Aim of the task:
Report, from the records below, every line where the word "text" appears.
=== Task input ===
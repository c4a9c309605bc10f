//! Error taxonomy shared by the text, chunk and analysis engines.

use thiserror::Error;

use crate::chunk::ChunkId;
use crate::text::AnnotationId;

/// Errors raised by the annotation and chunk engines
#[derive(Error, Debug)]
pub enum AnnoError {
    /// Code-point range outside `[0, len]` or with `begin > end`
    #[error("range [{begin}, {end}) is invalid for text of length {len}")]
    OutOfRange { begin: usize, end: usize, len: usize },

    #[error("annotation {0} not found")]
    AnnotationNotFound(AnnotationId),

    #[error("chunk {0} not found")]
    ChunkNotFound(ChunkId),

    #[error("duplicate chunk id {0}")]
    DuplicateChunk(ChunkId),

    #[error("invalid time range [{begin}, {end})")]
    InvalidTimeRange { begin: f64, end: f64 },

    #[error("analyzer is not ready")]
    AnalyzerNotReady,

    #[error("analyzer for {analyzer:?} cannot analyze {requested:?} text")]
    UnsupportedLanguage { analyzer: String, requested: String },

    /// Token surface form does not match the source text at its offset
    #[error("token at code point {cp_begin} is {expected:?} but text has {found:?}")]
    Misaligned {
        cp_begin: usize,
        expected: String,
        found: String,
    },

    /// Tokens overlap, run backwards, or skip non-whitespace text
    #[error("token at code point {cp_begin} does not follow previous token ending at {previous_end}")]
    TokenOrder { cp_begin: usize, previous_end: usize },

    #[error("analyzer error: {0}")]
    Analyzer(String),

    #[error("invalid portable data: {0}")]
    Portable(String),

    #[error("JSON error: {0}")]
    Json(#[from] serde_json::Error),
}

pub type Result<T> = std::result::Result<T, AnnoError>;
===
Exercise response:
//! Error taxonomy shared by the text, chunk and analysis engines.
use crate::text::AnnotationId;
    #[error("range [{begin}, {end}) is invalid for text of length {len}")]
    #[error("analyzer for {analyzer:?} cannot analyze {requested:?} text")]
    /// Token surface form does not match the source text at its offset
    #[error("token at code point {cp_begin} is {expected:?} but text has {found:?}")]
    /// Tokens overlap, run backwards, or skip non-whitespace text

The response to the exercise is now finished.